No último final de semana, o mundo do futebol se despediu de Kaká, que decidiu encerrar sua carreira, aos 35 anos. O craque foi perseguido por problemas físicos na parte final de sua trajetória como profissional, mas sempre será lembrado pelos grandes momentos que teve com a camisa do Milan, clube com o qual chegou ao topo da Itália, da Europa e do mundo, tanto em nível coletivo quanto individual. Kaká, inclusive, foi o último brasileiro a ser ídolo dos rossoneri e o principal jogador de uma geração milanista absolutamente vitoriosa.

Kaká teve um início de carreira marcado por uma ascensão meteórica. Em 2000, quando tinha 18 anos, precisou superar uma fratura na espinha dorsal, que quase o deixou paraplégico, e no ano seguinte já estreava pela equipe profissional do São Paulo. Em menos de um mês, o meia-atacante marcou gol e quebrou tabu no clássico contra o Santos, anotou duas vezes em dois minutos, virou o jogo sobre o Botafogo e deu o primeiro Torneio Rio-São Paulo para o tricolor.

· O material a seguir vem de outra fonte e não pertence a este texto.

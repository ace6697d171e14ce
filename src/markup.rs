//! Reader for catalog markup.
//!
//! The grammar lives in `catalog.pest`. Reading produces an [`Element`] tree
//! with lower-cased tag and attribute names, decoded character entities and
//! the line/column of every element, ready for [`crate::tag::FromTag`].

use std::borrow::Cow;

use lazy_static::lazy_static;
use pest::Parser;
use pest::error::LineColLocation;
use pest::iterators::Pair;
use pest_derive::Parser;
use regex::{Captures, Regex};

use crate::error::{CatalogError, Result};
use crate::tag::Element;

#[derive(Parser)]
#[grammar = "catalog.pest"]
struct MarkupParser;

lazy_static! {
    static ref ENTITY: Regex = Regex::new(r"&(#[0-9]+|#[xX][0-9a-fA-F]+|[a-zA-Z]+);").unwrap();
}

const CDATA_OPEN: &str = "<![CDATA[";
const CDATA_CLOSE: &str = "]]>";

/// Parses a whole document and returns its root element.
pub fn parse(document: &str) -> Result<Element> {
    let mut pairs = MarkupParser::parse(Rule::document, document).map_err(markup_error)?;
    let root = pairs
        .next()
        .and_then(|doc| doc.into_inner().find(|p| p.as_rule() == Rule::element))
        .ok_or_else(|| CatalogError::Markup {
            message: "document has no root element".to_string(),
            line: None,
            col: None,
        })?;
    Ok(build(root))
}

fn markup_error(e: pest::error::Error<Rule>) -> CatalogError {
    let (line, col) = match e.line_col {
        LineColLocation::Pos((line, col)) => (line, col),
        LineColLocation::Span((line, col), _) => (line, col),
    };
    CatalogError::Markup {
        message: e.variant.message().into_owned(),
        line: Some(line),
        col: Some(col),
    }
}

fn build(pair: Pair<Rule>) -> Element {
    let (line, col) = pair.as_span().start_pos().line_col();
    let mut inner = pair.into_inner();
    let kind = inner
        .next()
        .map(|name| name.as_str().to_ascii_lowercase())
        .unwrap_or_default();
    let mut element = Element::new(kind).at(line, col);
    let mut text: Option<String> = None;
    for part in inner {
        match part.as_rule() {
            Rule::attribute => {
                let mut name_value = part.into_inner();
                let name = name_value
                    .next()
                    .map(|n| n.as_str().to_ascii_lowercase())
                    .unwrap_or_default();
                let value = name_value
                    .next()
                    .map(|v| unescape(v.as_str()).into_owned())
                    .unwrap_or_default();
                element = element.with_attribute(name, value);
            }
            Rule::element => element = element.with_child(build(part)),
            Rule::text => text
                .get_or_insert_with(String::new)
                .push_str(&unescape(part.as_str())),
            Rule::cdata => {
                let raw = part.as_str();
                text.get_or_insert_with(String::new)
                    .push_str(&raw[CDATA_OPEN.len()..raw.len() - CDATA_CLOSE.len()]);
            }
            _ => (),
        }
    }
    if let Some(text) = text {
        element = element.with_text(text);
    }
    element
}

/// Decodes the predefined entities and numeric character references.
/// Unknown entities are left as they are.
pub fn unescape(raw: &str) -> Cow<'_, str> {
    ENTITY.replace_all(raw, |caps: &Captures| {
        let entity = &caps[1];
        let decoded = match entity {
            "amp" => Some('&'),
            "lt" => Some('<'),
            "gt" => Some('>'),
            "quot" => Some('"'),
            "apos" => Some('\''),
            "nbsp" => Some('\u{a0}'),
            _ if entity.starts_with("#x") || entity.starts_with("#X") => {
                u32::from_str_radix(&entity[2..], 16).ok().and_then(char::from_u32)
            }
            _ if entity.starts_with('#') => {
                entity[1..].parse::<u32>().ok().and_then(char::from_u32)
            }
            _ => None,
        };
        match decoded {
            Some(c) => c.to_string(),
            None => caps[0].to_string(),
        }
    })
}
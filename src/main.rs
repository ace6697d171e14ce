use std::path::PathBuf;
use std::process::ExitCode;

use clap::Parser;
use tracing::{error, info};
use tracing_subscriber::EnvFilter;

use coursecat::catalog::Catalog;
use coursecat::course::Credits;
use coursecat::settings::{OutputFormat, Settings};
use coursecat::{CatalogError, Result};

#[derive(Parser, Debug)]
#[command(name = "coursecat", version, about = "Read a course catalog document and report on it")]
struct Args {
    /// Catalog document to read (overrides the configured one)
    catalog: Option<PathBuf>,
    /// Explicit settings file
    #[arg(short, long, env = "COURSECAT_CONFIG")]
    config: Option<PathBuf>,
    /// Print the catalog as JSON
    #[arg(long)]
    json: bool,
}

fn main() -> ExitCode {
    let args = Args::parse();
    let settings = match Settings::load(args.config.as_deref()) {
        Ok(settings) => settings,
        Err(e) => {
            eprintln!("{e}");
            return ExitCode::FAILURE;
        }
    };
    let filter = EnvFilter::try_from_default_env().unwrap_or_else(|_| EnvFilter::new(&settings.log));
    tracing_subscriber::fmt().with_env_filter(filter).init();

    match run(args, settings) {
        Ok(()) => ExitCode::SUCCESS,
        Err(e) => {
            error!(error = %e, "reading catalog failed");
            ExitCode::FAILURE
        }
    }
}

fn run(args: Args, settings: Settings) -> Result<()> {
    let path = args
        .catalog
        .or(settings.catalog)
        .ok_or_else(|| CatalogError::Config("no catalog document given".to_string()))?;
    info!(path = %path.display(), "reading catalog");
    let document = std::fs::read_to_string(&path)?;
    let catalog = Catalog::parse(&document)?;

    let output = if args.json { OutputFormat::Json } else { settings.output };
    match output {
        OutputFormat::Json => {
            let json = if settings.pretty {
                serde_json::to_string_pretty(&catalog)
            } else {
                serde_json::to_string(&catalog)
            }
            .map_err(|e| CatalogError::Io(e.to_string()))?;
            println!("{json}");
        }
        OutputFormat::Summary => {
            for course in catalog.courses() {
                let credits = match course.credits() {
                    Credits::Fixed(n) => n.to_string(),
                    Credits::Range(min, max) => format!("{min}-{max}"),
                };
                let open = course.sections().iter().filter(|s| s.is_valid() && !s.is_filled()).count();
                println!(
                    "{:<12} {:<40} {:>5} credits  {} sections ({} open)",
                    course.code(),
                    course.name(),
                    credits,
                    course.sections().len(),
                    open
                );
            }
        }
    }
    Ok(())
}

Galã e bom moço, o sucessor de Raí ainda voaria nos dois anos seguintes. Kaká disputaria o Mundial Sub-20 pela Seleção, ganharia as primeiras convocações para a seleção principal, faria parte do elenco do pentacampeonato canarinho em 2002 e também seria eleito o Bola de Ouro do Brasileirão do mesmo ano. Com 21 anos recém-completados, em agosto de 2003, o Milan pagaria 8,5 milhões de euros para contar com o garoto prodígio. O brasileiro chegava com a chancela de Leonardo, que havia sido seu companheiro no São Paulo e era muito respeitado em Milão.

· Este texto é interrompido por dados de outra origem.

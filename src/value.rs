// used to print out readable forms of a value
use std::fmt;
use std::hash::BuildHasherDefault;

use seahash::SeaHasher;
use serde::Serialize;

// used for the sets of notes and crns
pub type OtherHasher = BuildHasherDefault<SeaHasher>;

/// An identifier that is numeric most of the time.
///
/// The catalog feed mixes numeric identifiers with symbolic ones (sentinel
/// CRNs, administrative section labels), so a field that fails to parse as
/// an integer keeps its original text instead of failing.
#[derive(Debug, Clone, PartialEq, Eq, PartialOrd, Ord, Hash, Serialize)]
#[serde(untagged)]
pub enum SafeInt {
    Integer(i64),
    Raw(String),
}

impl SafeInt {
    /// Strict integer parse, ignoring surrounding whitespace. On failure the
    /// original string is retained unchanged. Never fails.
    pub fn parse(raw: &str) -> Self {
        match raw.trim().parse::<i64>() {
            Ok(i) => SafeInt::Integer(i),
            Err(_) => {
                tracing::trace!(raw, "keeping non-numeric identifier as text");
                SafeInt::Raw(raw.to_string())
            }
        }
    }
    pub fn is_integer(&self) -> bool {
        matches!(self, SafeInt::Integer(_))
    }
    pub fn as_integer(&self) -> Option<i64> {
        match self {
            SafeInt::Integer(i) => Some(*i),
            SafeInt::Raw(_) => None,
        }
    }
}

impl fmt::Display for SafeInt {
    fn fmt(&self, f: &mut fmt::Formatter) -> fmt::Result {
        match self {
            SafeInt::Integer(i) => write!(f, "{}", i),
            SafeInt::Raw(s) => write!(f, "{}", s),
        }
    }
}

impl From<i64> for SafeInt {
    fn from(i: i64) -> Self {
        SafeInt::Integer(i)
    }
}
impl From<&str> for SafeInt {
    fn from(s: &str) -> Self {
        SafeInt::parse(s)
    }
}
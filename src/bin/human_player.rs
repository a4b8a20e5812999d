use clap::Parser;
use hanoi_solver::engine::{Puzzle, MAX_DISKS, MIN_DISKS};
use hanoi_solver::logging::{init_logging, LogConfig};
use hanoi_solver::simulation::Simulation;
use hanoi_solver::solver::optimal_move_count;
use hanoi_solver::utils::{parse_disk_count, parse_move};
use std::io::{self, Write};
use std::thread;
use std::time::Duration;
use tracing::{debug, info};

/// Boards up to this many disks are redrawn after every simulated move.
const REDRAW_LIMIT: usize = 10;

#[derive(Parser, Debug)]
#[clap(author, version, about = "Play the Tower of Hanoi in the terminal", long_about = None)]
struct Args {
    /// Number of disks; prompted for when omitted
    #[clap(short, long)]
    disks: Option<usize>,

    /// Pause between simulated moves in milliseconds (defaults to a pace based on the disk count)
    #[clap(long)]
    delay_ms: Option<u64>,

    /// Increase log verbosity (-v info, -vv debug, -vvv trace)
    #[clap(short, long, action = clap::ArgAction::Count)]
    verbose: u8,
}

enum Outcome {
    Won,
    Quit,
}

fn main() {
    let args = Args::parse();
    if let Err(error) = init_logging(&LogConfig::from_verbosity(args.verbose)) {
        eprintln!("error: failed to initialize logging: {error}");
        std::process::exit(1);
    }

    println!("Welcome to the Tower of Hanoi!");
    let mut preset = args.disks;

    loop {
        let disks = match preset.take() {
            Some(n) => n,
            None => match ask_disk_count() {
                Some(n) => n,
                None => break,
            },
        };

        let mut puzzle = match Puzzle::new(disks) {
            Ok(p) => p,
            Err(e) => {
                println!("{}", e);
                continue;
            }
        };
        info!(disks, "new game");

        match play(&mut puzzle, args.delay_ms.map(Duration::from_millis)) {
            Outcome::Quit => break,
            Outcome::Won => {
                if !ask_yes_no("Play again? (y/n): ") {
                    break;
                }
            }
        }
    }
    println!("Thanks for playing!");
}

fn play(puzzle: &mut Puzzle, delay: Option<Duration>) -> Outcome {
    print_help();
    loop {
        println!("---------------------");
        println!("Moves: {}", puzzle.steps());
        println!("{}", puzzle);

        let Some(input) = read_line("Enter your move (from to), or 'h' for help: ") else {
            return Outcome::Quit;
        };
        let trimmed = input.trim();
        let mut words = trimmed.split_whitespace();

        match words.next() {
            None => continue,
            Some("q") => return Outcome::Quit,
            Some("h") => print_help(),
            Some("r") => {
                puzzle.reset();
                println!("Puzzle reset.");
            }
            Some("u") => match puzzle.undo_last_move() {
                Ok(mv) => println!("Undid {}.", mv),
                Err(e) => println!("Cannot undo: {}.", e),
            },
            Some("s") => {
                let limit = match words.next().map(str::parse::<u128>) {
                    None => None,
                    Some(Ok(n)) => Some(n),
                    Some(Err(_)) => {
                        println!("Usage: s [count]");
                        continue;
                    }
                };
                if simulate(puzzle, limit, delay) {
                    return Outcome::Won;
                }
            }
            Some(_) => match parse_move(trimmed) {
                Ok(mv) => match puzzle.apply(mv) {
                    Ok(disk) => {
                        debug!(%mv, disk, "player move");
                        if puzzle.is_won() {
                            announce_win(puzzle);
                            return Outcome::Won;
                        }
                    }
                    // The disk stays where it was; show why.
                    Err(e) => println!("Invalid move: {}.", e),
                },
                Err(e) => println!("Invalid input: {}.", e),
            },
        }
    }
}

/// Plays back the optimal solution from the start layout. Returns true if it
/// ran to the win.
fn simulate(puzzle: &mut Puzzle, limit: Option<u128>, delay: Option<Duration>) -> bool {
    let mut sim = Simulation::start(puzzle);
    if let Some(delay) = delay {
        sim = sim.with_delay(delay);
    }
    println!("Simulating the optimal solution from the start...");

    loop {
        if limit.is_some_and(|l| sim.applied() >= l) {
            sim.cancel();
            println!("Simulation paused after {} moves.", sim.applied());
            return false;
        }
        match sim.step(puzzle) {
            Ok(Some(step)) => {
                println!("Move {}: {} (disk {})", step.index, step.mv, step.disk);
                if puzzle.disks() <= REDRAW_LIMIT {
                    println!("{}", puzzle);
                }
                if step.won {
                    println!("Simulation complete.");
                    announce_win(puzzle);
                    return true;
                }
                thread::sleep(sim.delay());
            }
            Ok(None) => return false,
            Err(e) => {
                println!("Simulation stopped: {}.", e);
                return false;
            }
        }
    }
}

fn announce_win(puzzle: &Puzzle) {
    println!();
    println!("---------------------");
    println!("{}", puzzle);
    println!("You win!");
    if let Some(tower) = puzzle.winning_tower() {
        println!("All {} disks are on the {} tower.", puzzle.disks(), tower);
    }
    match optimal_move_count(puzzle.disks()) {
        Some(best) => println!("Moves: {} (optimal: {})", puzzle.steps(), best),
        None => println!("Moves: {}", puzzle.steps()),
    }
    println!("---------------------");
}

fn print_help() {
    println!("Commands:");
    println!("  <from> <to>  move the top disk, e.g. '1 3', 'a c' or 'ac'");
    println!("  s [count]    simulate the optimal solution (optionally only count moves)");
    println!("  u            undo the last move");
    println!("  r            reset the puzzle");
    println!("  h            show this help");
    println!("  q            quit");
}

fn ask_disk_count() -> Option<usize> {
    loop {
        let prompt = format!("Enter number of disks ({}-{}): ", MIN_DISKS, MAX_DISKS);
        let input = read_line(&prompt)?;
        match parse_disk_count(&input) {
            Ok(n) => return Some(n),
            Err(e) => println!("{}", e),
        }
    }
}

fn ask_yes_no(prompt: &str) -> bool {
    read_line(prompt).is_some_and(|s| s.trim().eq_ignore_ascii_case("y"))
}

/// Prints `prompt` and reads one line. Returns `None` on end of input or a read error.
fn read_line(prompt: &str) -> Option<String> {
    print!("{}", prompt);
    io::stdout().flush().ok()?;
    let mut input = String::new();
    match io::stdin().read_line(&mut input) {
        Ok(0) | Err(_) => None,
        Ok(_) => Some(input),
    }
}
//! Error types for the Hanoi puzzle engine.

use crate::engine::{Disk, TowerId};
use thiserror::Error;

/// Why a move attempt was rejected.
#[derive(Clone, Copy, Debug, PartialEq, Eq)]
pub enum IllegalMoveReason {
    /// The tower to take a disk from has no disks.
    EmptySource,
    /// The moving disk is larger than the disk on top of the target tower.
    LargerOnSmaller { disk: Disk, top: Disk },
    /// Source and target name the same tower.
    SameTower,
}

impl std::fmt::Display for IllegalMoveReason {
    fn fmt(&self, f: &mut std::fmt::Formatter<'_>) -> std::fmt::Result {
        match self {
            IllegalMoveReason::EmptySource => write!(f, "source tower is empty"),
            IllegalMoveReason::LargerOnSmaller { disk, top } => {
                write!(f, "disk {} cannot rest on smaller disk {}", disk, top)
            }
            IllegalMoveReason::SameTower => write!(f, "source and target are the same tower"),
        }
    }
}

/// Errors produced by the puzzle state model and the simulation driver.
///
/// All of them are recoverable: the puzzle is never left half-modified.
#[derive(Clone, Debug, PartialEq, Eq, Error)]
pub enum PuzzleError {
    /// Disk count outside `MIN_DISKS..=MAX_DISKS`.
    #[error("invalid disk count {disks}: expected between {min} and {max}")]
    InvalidConfiguration { disks: usize, min: usize, max: usize },

    /// Rejected move attempt; the puzzle is unchanged.
    #[error("illegal move {from} -> {to}: {reason}")]
    IllegalMove {
        from: TowerId,
        to: TowerId,
        reason: IllegalMoveReason,
    },

    /// `undo_last_move` was called with no move since the last reset.
    #[error("no move to undo")]
    NothingToUndo,
}

/// Errors produced while parsing text input (commands, tower names, layouts).
#[derive(Clone, Debug, PartialEq, Eq, Error)]
pub enum ParseError {
    #[error("unrecognized tower '{0}'")]
    UnknownTower(String),

    #[error("expected 'from to', found '{0}'")]
    MalformedMove(String),

    #[error("expected a number, found '{0}'")]
    InvalidNumber(String),

    #[error("invalid disk '{token}' on tower {tower}")]
    InvalidDisk { tower: TowerId, token: String },

    #[error("expected {expected} tower rows, found {found}")]
    WrongTowerCount { expected: usize, found: usize },

    #[error("tower {tower} is not ordered: disk {upper} sits on disk {lower}")]
    Unordered {
        tower: TowerId,
        upper: Disk,
        lower: Disk,
    },

    #[error("disk {0} appears more than once")]
    DuplicateDisk(Disk),

    #[error("layout must hold each disk 1..={disks} exactly once")]
    DiskSetMismatch { disks: usize },

    #[error(transparent)]
    Puzzle(#[from] PuzzleError),
}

Houve quem acreditasse que Kaká pudesse ser emprestado antes de poder se juntar ao elenco do Milan, mas Carlo Ancelotti logo descartou a possibilidade. Don Carletto sabia do potencial do garoto, por quem a história de amor dos torcedores começou cedo: ainda em sua primeira temporada no clube, em 2003, o jovem meia superou Rui Costa e Rivaldo em número de camisas vendidas. Ali já dava para perceber o surgimento de um novo xodó rossonero, que rapidamente deixaria o status de prodígio para integrar a realeza do clube. Logo em seu primeiro dérbi de Milão, peitou Kily González e marcou um gol na vitória por 3 a 1: uma bela maneira de iniciar sua contagem de gols pelo Diavolo. Kaká deixaria o dele outra vez no clássico do segundo turno.

Kaká comemora o seu primeiro gol pelo Milan, justo no dérbi (AFP/Getty)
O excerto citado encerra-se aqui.